WORK TO COMPLETE: Return each line of the entries that mentions the word "Ordering".

*** Opening DATA SECTION ***

//! OPTIONS health monitor pipelines and the status report.

mod common;

use async_trait::async_trait;
use std::sync::atomic::{AtomicUsize, Ordering};
use std::sync::Arc;
use std::time::Duration;
use tokio::sync::broadcast;
use tokio_util::sync::CancellationToken;

use common::*;
use trunkline_core::{
    EndPoint, Error, HealthState, PingPolicy, RoutingTable, ServerGroup, ServerGroupElement,
    SharedHealthState, Transport, TrunkKind,
};
use trunkline_proxy::dns::{DnsServerGroupResolver, Hop};
use trunkline_proxy::health_check::{OptionsPingMonitor, Pipeline};
use trunkline_proxy::{EventBus, RoutingEvent, SipTransport, TrunkManager};

fn policy(retries: u32) -> PingPolicy {
    PingPolicy {
        name: "fast".into(),
        timeout: Duration::from_secs(1),
        retries,
        retry_delay: Duration::from_millis(10),
        ..PingPolicy::default()
    }
}

fn monitored(name: &str, hosts: &[&str], retries: u32) -> ServerGroup {
    hosts
        .iter()
        .fold(
            ServerGroup::builder(name).network("net_sp").ping_policy(policy(retries)),
            |builder, host| {
                builder.element(ServerGroupElement::new(*host, 5060, Transport::Udp, 1.0, 100, name))
            },
        )
        .build()
}

struct Harness {
    monitor: OptionsPingMonitor,
    routing: Arc<RoutingTable>,
    health: SharedHealthState,
    events: broadcast::Receiver<RoutingEvent>,
}

/// Panics on its first send, then answers from a script.
struct PanicsOnce {
    calls: AtomicUsize,
    script: Arc<ScriptedTransport>,
}

#[async_trait]
impl SipTransport for PanicsOnce {
    async fn send(
        &self,
        endpoint: &EndPoint,
        request: rsip::Request,
    ) -> trunkline_core::Result<rsip::Response> {
        if self.calls.fetch_add(1, Ordering::SeqCst) == 0 {
            panic!("transport blew up");
        }
        self.script.send(endpoint, request).await
    }
}

fn harness(
    groups: Vec<ServerGroup>,
    transport: Arc<dyn SipTransport>,
    dns: Arc<StaticDns>,
    permits: usize,
) -> Harness {
    let routing = Arc::new(RoutingTable::new(common::routing(groups, vec![], &[503])));
    let health = Arc::new(HealthState::new());
    let bus = EventBus::new(64);
    let events = bus.subscribe();
    let monitor = OptionsPingMonitor::new(
        routing.clone(),
        health.clone(),
        transport,
        DnsServerGroupResolver::new(dns),
        bus,
        tokio::runtime::Handle::current(),
        permits,
    );
    Harness {
        monitor,
        routing,
        health,
        events,
    }
}

fn drain(rx: &mut broadcast::Receiver<RoutingEvent>) -> Vec<RoutingEvent> {
    let mut seen = Vec::new();
    while let Ok(event) = rx.try_recv() {
        seen.push(event);
    }
    seen
}

fn element_down(group: &str, host: &str) -> RoutingEvent {
    RoutingEvent::ElementDown {
        group: group.into(),
        element: key(host),
    }
}

#[tokio::test]
async fn down_is_reported_once_and_recovery_once() {
    let group = monitored("SG1", &["10.0.0.1"], 0);
    let transport = ScriptedTransport::new();
    transport
        .reply(&key("10.0.0.1"), Reply::Status(503))
        .reply(&key("10.0.0.1"), Reply::Status(503))
        .reply(&key("10.0.0.1"), Reply::Status(503))
        .reply(&key("10.0.0.1"), Reply::Status(200));
    let mut h = harness(vec![group.clone()], transport.clone(), StaticDns::new(), 8);

    let report = h.monitor.run_cycle(&group, Pipeline::Up).await;
    assert_eq!((report.probed, report.succeeded), (1, 0));
    assert!(!h.health.elements.is_up(&key("10.0.0.1")));
    assert!(!h.health.groups.is_up("SG1"));
    assert_eq!(
        drain(&mut h.events),
        vec![
            element_down("SG1", "10.0.0.1"),
            RoutingEvent::ServerGroupDown { group: "SG1".into() },
        ]
    );

    for _ in 0..2 {
        let report = h.monitor.run_cycle(&group, Pipeline::Down).await;
        assert_eq!(report.probed, 1);
        assert!(drain(&mut h.events).is_empty());
    }

    let report = h.monitor.run_cycle(&group, Pipeline::Down).await;
    assert_eq!(report.succeeded, 1);
    assert!(h.health.elements.is_up(&key("10.0.0.1")));
    assert!(h.health.groups.is_up("SG1"));
    assert_eq!(
        drain(&mut h.events),
        vec![
            RoutingEvent::ElementUp {
                group: "SG1".into(),
                element: key("10.0.0.1"),
            },
            RoutingEvent::ServerGroupUp { group: "SG1".into() },
        ]
    );
    assert_eq!(transport.sent().len(), 4);
}

#[tokio::test]
async fn up_pipeline_ignores_elements_already_down() {
    let group = monitored("SG1", &["10.0.0.1"], 0);
    let transport = ScriptedTransport::new();
    let mut h = harness(vec![group.clone()], transport.clone(), StaticDns::new(), 8);
    h.health.elements.set(&key("10.0.0.1"), false);

    let report = h.monitor.run_cycle(&group, Pipeline::Up).await;

    assert_eq!(report, Default::default());
    assert!(transport.sent().is_empty());
    assert!(drain(&mut h.events).is_empty());
}

#[tokio::test]
async fn rejected_probes_leave_status_alone() {
    let group = monitored("SG1", &["10.0.0.1", "10.0.0.2"], 0);
    let transport = ScriptedTransport::new();
    let mut h = harness(vec![group.clone()], transport.clone(), StaticDns::new(), 0);

    let report = h.monitor.run_cycle(&group, Pipeline::Up).await;

    assert_eq!(report.rejected, 2);
    assert_eq!(report.probed, 0);
    assert!(transport.sent().is_empty());
    assert!(h.health.elements.get(&key("10.0.0.1")).is_none());
    assert!(h.health.groups.is_up("SG1"));
    assert!(drain(&mut h.events).is_empty());
}

#[tokio::test]
async fn group_stays_up_while_any_element_answers() {
    let group = monitored("SG1", &["10.0.0.1", "10.0.0.2"], 0);
    let transport = ScriptedTransport::new();
    transport
        .reply(&key("10.0.0.1"), Reply::Status(503))
        .reply(&key("10.0.0.2"), Reply::Status(200));
    let mut h = harness(vec![group.clone()], transport, StaticDns::new(), 8);

    let report = h.monitor.run_cycle(&group, Pipeline::Up).await;

    assert_eq!((report.probed, report.succeeded), (2, 1));
    assert!(!h.health.elements.is_up(&key("10.0.0.1")));
    assert!(h.health.elements.is_up(&key("10.0.0.2")));
    assert!(h.health.groups.is_up("SG1"));
    assert_eq!(drain(&mut h.events), vec![element_down("SG1", "10.0.0.1")]);
}

#[tokio::test(start_paused = true)]
async fn up_pipeline_retries_failed_probes() {
    let group = monitored("SG1", &["10.0.0.1"], 1);
    let transport = ScriptedTransport::new();
    transport
        .reply(
            &key("10.0.0.1"),
            Reply::Fail(Error::transport(key("10.0.0.1"), "host unreachable")),
        )
        .reply(&key("10.0.0.1"), Reply::Status(200));
    let mut h = harness(vec![group.clone()], transport.clone(), StaticDns::new(), 8);

    let report = h.monitor.run_cycle(&group, Pipeline::Up).await;

    assert_eq!(report.succeeded, 1);
    assert_eq!(transport.sent().len(), 2);
    assert!(h.health.elements.is_up(&key("10.0.0.1")));
    assert!(drain(&mut h.events).is_empty());
}

#[tokio::test(start_paused = true)]
async fn probe_timeout_counts_as_failure() {
    let group = monitored("SG1", &["10.0.0.1"], 0);
    let transport = ScriptedTransport::new();
    transport.reply(&key("10.0.0.1"), Reply::Hang);
    let h = harness(vec![group.clone()], transport, StaticDns::new(), 8);

    let report = h.monitor.run_cycle(&group, Pipeline::Up).await;

    assert_eq!((report.probed, report.succeeded), (1, 0));
    assert!(!h.health.elements.is_up(&key("10.0.0.1")));
}

#[tokio::test]
async fn dns_groups_are_resolved_before_probing() {
    let group = ServerGroup::builder("SG_DNS")
        .network("net_sp")
        .dns("sip.example.com", None)
        .ping_policy(policy(0))
        .build();
    let dns = StaticDns::new();
    dns.answer("sip.example.com", Ok(vec![Hop::new("10.0.0.5", 0, 0, 1)]));
    let transport = ScriptedTransport::new();
    transport.reply(&key("10.0.0.5"), Reply::Status(503));
    let mut h = harness(vec![group.clone()], transport.clone(), dns, 8);

    let report = h.monitor.run_cycle(&group, Pipeline::Up).await;

    assert_eq!(report.probed, 1);
    assert_eq!(transport.sent_keys(), vec![key("10.0.0.5")]);
    let (_, request) = &transport.sent()[0];
    assert_eq!(request.method, rsip::Method::Options);
    assert_eq!(
        drain(&mut h.events),
        vec![
            element_down("SG_DNS", "10.0.0.5"),
            RoutingEvent::ServerGroupDown {
                group: "SG_DNS".into()
            },
        ]
    );
}

#[tokio::test(start_paused = true)]
async fn panicked_pipeline_is_restarted() {
    let group = monitored("SG1", &["10.0.0.1"], 0);
    let script = ScriptedTransport::new();
    script.reply(&key("10.0.0.1"), Reply::Status(200));
    let transport = Arc::new(PanicsOnce {
        calls: AtomicUsize::new(0),
        script: script.clone(),
    });
    let h = harness(vec![group], transport.clone(), StaticDns::new(), 8);

    h.monitor.reconcile();
    tokio::time::sleep(Duration::from_secs(2)).await;

    assert_eq!(transport.calls.load(Ordering::SeqCst), 2);
    assert_eq!(script.sent_keys(), vec![key("10.0.0.1")]);
    assert!(h.health.elements.is_up(&key("10.0.0.1")));
    assert_eq!(h.monitor.watched_groups(), vec!["SG1".to_string()]);
}

#[tokio::test]
async fn reconcile_follows_the_routing_snapshot() {
    let mut slow = policy(0);
    slow.up_interval = Duration::from_secs(3600);
    slow.down_interval = Duration::from_secs(3600);
    let probed = ServerGroup::builder("SG1")
        .element(ServerGroupElement::new("10.0.0.1", 5060, Transport::Udp, 1.0, 100, "SG1"))
        .ping_policy(slow)
        .build();
    let plain = static_group("SG2", &[("10.0.0.2", 1.0)]);
    let h = harness(vec![probed, plain.clone()], ScriptedTransport::new(), StaticDns::new(), 8);

    h.monitor.reconcile();
    assert_eq!(h.monitor.watched_groups(), vec!["SG1".to_string()]);

    h.routing.update(common::routing(vec![plain], vec![], &[503]));
    h.monitor.reconcile();
    assert!(h.monitor.watched_groups().is_empty());
}

#[tokio::test(start_paused = true)]
async fn status_report_marks_unmonitored_groups_up() {
    let config = common::routing(
        vec![
            monitored("SG1", &["10.0.0.1"], 0),
            static_group("SG2", &[("10.0.0.2", 1.0)]),
        ],
        vec![trunk("carrier-a", TrunkKind::B2b, &[("SG1", 1.0), ("SG2", 0.5)])],
        &[503],
    );
    let engine = engine(config, ScriptedTransport::new(), StaticDns::new());
    engine.health().elements.set(&key("10.0.0.1"), false);
    engine.health().groups.set("SG1", false);
    engine.health().groups.set("SG2", false);
    let manager = Arc::new(TrunkManager::new(engine));

    let token = CancellationToken::new();
    let reporter = manager.spawn_status_reporter(Duration::from_secs(10), token.clone());
    tokio::time::sleep(Duration::from_millis(1)).await;

    let report = manager.health_report();
    assert_eq!(report.trunks.len(), 1);
    let trunk = &report.trunks[0];
    assert!(trunk.up);
    assert_eq!(trunk.key, "carrier-a");
    let sg1 = &trunk.groups[0];
    assert!(sg1.monitored && !sg1.up);
    assert!(!sg1.elements[0].up);
    let sg2 = &trunk.groups[1];
    assert!(!sg2.monitored && sg2.up);

    token.cancel();
    reporter.await.unwrap();
}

*** Closing DATA SECTION ***

TASK RESULT:
use std::sync::atomic::{AtomicUsize, Ordering};
        if self.calls.fetch_add(1, Ordering::SeqCst) == 0 {
    assert_eq!(transport.calls.load(Ordering::SeqCst), 2);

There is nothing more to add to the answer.